Alto, esbelto, vigoroso, de ojos claros y cabello rubio rojizo (“su tez era tan fina y transparente como la de una muchacha”), Sebastián era un soldado extraordinario que se propuso encabezar unas nuevas cruzadas y conquistar Marruecos, y luego todo el norte de África, en una guerra que ningún episodio de Game of Thrones es capaz de empardar: más de 18.000 portugueses que llegaron en incontables barcos contra 55.000 moros con el triple de cañones. El resultado fue desastroso para Sebastián y el 5 de agosto de 1578 desapareció en pleno combate y nació la leyenda. Muerto o vivo, nunca volvió a Lisboa.
En un desfile interminable de impostores, como esos que se presentan en la televisión para decir que son hijos de Perón o de Sandro, el palacio recibió a decenas de falsarios, algunos tan improvisados como un cocinero español que tenía 60 años cuando el rey apenas habría llegado a los 40. Pero ninguno como uno que se hacía llamar el Caballero de la Cruz, que llevó el timo hasta el mismísimo Vaticano y que, a pesar de la credulidad del pueblo, al que no le importaba que este Sebastián fuera bajo, grueso, blandengue, de ojos oscuros y cabello negro ceniza, carecía de un saber que lo delataba: no hablaba portugués. Por las dudas, lo ejecutaron.

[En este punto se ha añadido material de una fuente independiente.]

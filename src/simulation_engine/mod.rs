// simulation_engine/mod.rs
pub mod grid;
pub mod intersections;
pub mod route_generation;
pub mod simulation;
pub mod vehicles;
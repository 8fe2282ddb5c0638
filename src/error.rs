use crate::simulation_engine::grid::Position;
use thiserror::Error;

/// Startup failures. Once tasks are running nothing in the engine fails.
#[derive(Debug, Error, PartialEq, Eq)]
pub enum SimulationError {
    #[error("Can't be a negative number of cars (got {0})")]
    NegativeCars(i64),

    #[error("Max number of cars for this simulator is {max} (requested {requested})")]
    TooManyCars { requested: usize, max: usize },

    #[error("Can't be a negative number of stoplights (got {0})")]
    NegativeLights(i64),

    #[error("Impossible to have more stoplights ({requested}) than crossings ({available})")]
    TooManyLights { requested: usize, available: usize },

    #[error("`{name}` must be a non-empty range, got [{min}, {max})")]
    InvalidRange { name: &'static str, min: u64, max: u64 },

    #[error("grid width must be at least 1")]
    EmptyGrid,

    #[error("car {car} starting at {start} found no reachable destination after {attempts} attempts")]
    NoRoute {
        car: usize,
        start: Position,
        attempts: usize,
    },
}

/// Why the path finder could not produce a route.
#[derive(Debug, Error, Clone, Copy, PartialEq, Eq)]
pub enum RouteError {
    #[error("{0} is not a road cell")]
    NotRoad(Position),

    #[error("start and destination are the same cell {0}")]
    SameEndpoints(Position),

    #[error("no route from {start} to {goal}")]
    Unreachable { start: Position, goal: Position },
}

Como un Mesías esquivo, Sebastián se convirtió en un mito romántico, un rey durmiente que volverá para salvar a su pueblo cuando las papas quemen en serio. Podría parecer exagerado decir que los portugueses todavía esperan la llegada de su salvador, pero el sebastianismo, que tiene el mismo mérito que los sueños o las religiones, alcanzó al poeta nacional Fernando Pessoa, que le dedicó un ensayo donde analizó la persistente obsesión en el inconsciente colectivo. ¿Acaso el mayor drama de una nación es que la gobierne alguien que no existe? Es inevitable: ante cada situación de peligro, y en esta época hay muchas, los devotos aguardan la aparición de Sebastián como emblema del gobernante virtuoso y, ante cada decepción, que también hay muchas, gritan a los impostores: “¡Que se vayan todos a dormir!”.